Crawler from entry to jail (1) - regular expression

The content of the article is from "python crawler development"

1.1 Regular expressions

A regular expression is a string that can represent a regular piece of information . Python comes with a regular expression module, through which you can find, extract, and replace a regular piece of information. It is difficult to find one person out of 10,000 people, but it is very easy to find a very "characteristic" person out of 10,000 people. Suppose there is a person with green skin and a height of three meters. Even if this person is among 10,000 people, others can find him at a glance. This "finding" process is called "matching" in regular expressions. In program development, regular expressions can be used to make a computer program find what it needs from a large piece of text. There are the following steps to use regular expressions.
(1) Find the law.
(2) Use regular symbols to express laws.
(3) Extract information.

1.2 Basic symbols of regular expressions

1.2.1 Dot " . "

A period can replace any character except line break , including but not limited to English letters, numbers, Chinese characters, English punctuation and Chinese punctuation.

1.2.2 Asterisk "*"

An asterisk can represent a subexpression ( ordinary character , another, or several regular expression symbols) preceding it from 0 to infinite times.

Please add image description
All of the above are OK: (The asterisk indicates the previous expression)
Please add image description

1.2.3 dot + asterisk " .* "

A dot means any non-newline character, and an asterisk means match the preceding character zero or any number of times. So ".*" means match a string of any length any number of times.
Please add image description
The above is fine:
it means "any number of arbitrary characters other than newlines" appearing between "such as" and "ha".
Please add image description

1.2.4 Question mark " ? "

A question mark means that the subexpression preceding it either 0 or 1 time. Note that the question mark here is an English question mark Please add image description
as above:Please add image description

1.2.5 dot + asterisk + question mark ".*?" (most common)

Combined usage: All of the
Please add image description
above can be used:
Please add image description
Note: The difference between ".*?" and ".*"
. *? The meaning is to match a shortest string that satisfies the requirements.
Summarized in one sentence.
①".*": Greedy mode, get the longest string that satisfies the condition.
②“.*?”: Non-greedy mode, get the shortest string that satisfies the condition.

1.2.6 Parentheses "()"

A part of the content is "extracted" from a string.
There is a string as follows:
Please add image description
It can be seen that the password here has an English colon on the left and a Chinese character "you" on the right. When constructing a regular expression: .*? you, the result will be:
Please add image description
However, the colon and the Chinese character "you" are not part of the password, if you only want "12345abcde", you need to use parentheses:
Please add image description
get:
Please add image description

1.2.7 Backslash " \ "

In regular expressions, many symbols have special meanings, such as question marks, asterisks, curly brackets, square brackets, and parentheses. The backslash needs to be used in conjunction with other characters to turn special symbols into ordinary symbols, and ordinary symbols into special symbols.
Please add image description

1.2.8 The number "\d"

Regular expressions use "\d" to represent a single digit.
If you want to extract two numbers, you can use \d\d; if you want to extract 3 numbers, you can use \d\d\d. But what if you don't know how many digits the number has? You need to use the * sign to represent a number of any number of digits.

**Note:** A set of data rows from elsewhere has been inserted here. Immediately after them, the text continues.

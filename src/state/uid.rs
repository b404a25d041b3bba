//! Connection id generation.

use std::sync::atomic::{AtomicU64, Ordering};

/// Generates unique connection ids.
///
/// Format: prefix + 6-character base36 counter.
/// Example: "cAAAAAB"
pub struct UidGenerator {
    prefix: String,
    counter: AtomicU64,
}

impl UidGenerator {
    /// Create a new generator whose ids all start with `prefix`.
    pub fn new(prefix: impl Into<String>) -> Self {
        Self {
            prefix: prefix.into(),
            counter: AtomicU64::new(0),
        }
    }

    /// Generate the next unique id.
    pub fn next(&self) -> String {
        let n = self.counter.fetch_add(1, Ordering::Relaxed);
        format!("{}{}", self.prefix, base36_encode_6(n))
    }
}

impl Default for UidGenerator {
    fn default() -> Self {
        Self::new("c")
    }
}

/// Encode a number as a 6-character base36 string (wraps past 36^6).
fn base36_encode_6(mut n: u64) -> String {
    const CHARS: &[u8] = b"ABCDEFGHIJKLMNOPQRSTUVWXYZ0123456789";
    let mut result = [b'A'; 6];

    for slot in result.iter_mut().rev() {
        *slot = CHARS[(n % 36) as usize];
        n /= 36;
    }

    String::from_utf8_lossy(&result).into_owned()
}
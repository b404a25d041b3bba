//! Configuration loading and management.
//!
//! This module is split into logical submodules:
//! - [`types`]: Core config struct definitions (Config, ServerConfig)
//! - [`listen`]: Network listener configuration (ListenConfig, WebSocketConfig)
//! - [`limits`]: Per-connection input limits (LimitsConfig)
//! - [`catalog`]: Catalog seed data (CatalogConfig, ItemConfig)
//! - [`validation`]: Startup checks over a loaded Config

mod catalog;
mod limits;
mod listen;
mod types;
mod validation;

pub use catalog::{CatalogConfig, ItemConfig};
pub use limits::LimitsConfig;
pub use listen::{ListenConfig, WebSocketConfig};
pub use types::{Config, ConfigError, ServerConfig};
pub use validation::{ValidationError, validate};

Please add image description
All can be represented using the following regular expression:
Please add image description

1.3 Using regular expressions

Python's regular expression module is named "re", which is an acronym for "regular expression". In Python, you need to import this module first before using it. The imported statement is:

import re

1.3.1 findall method

Python's regular expressions module includes a findall method that returns all strings that satisfy the requirements in the form of a list .
The function prototype of findall is:

re.findall(pattern,string,flags=0)

pattern represents a regular expression, string represents the original string, and flags represents the flags of some special functions. The result of findall is a list of all matching results. If no matches are found, an empty list is returned.

When you need to extract something, use parentheses to enclose the content so that you won't get irrelevant information. How to return if it contains multiple "(.*? )"? As shown in Figure 3-2, the returned list is still a list, but the elements in the list have become tuples. The first element in the tuple is the account number, and the second element is the password.
Please add image description

There is a flags parameter in the function prototype. This parameter can be omitted. When not omitted, it has some auxiliary functions, such as ignoring case, ignoring newlines, etc.
Here is an example of ignoring newlines to illustrate that to ignore newlines, you need to use the "re.S" flag. Please add image description
Although the "\n" symbol appears in the matched result, it is better than nothing. The newline character in the content can be replaced when cleaning the data later.

1.3.2 The search method

The usage of search() is the same as that of findall(), but search() will only return the first string that satisfies the requirements . Once it finds something that matches its requirements, it stops looking. It is especially useful for finding only the first data from the super large text, which can greatly improve the running efficiency of the program.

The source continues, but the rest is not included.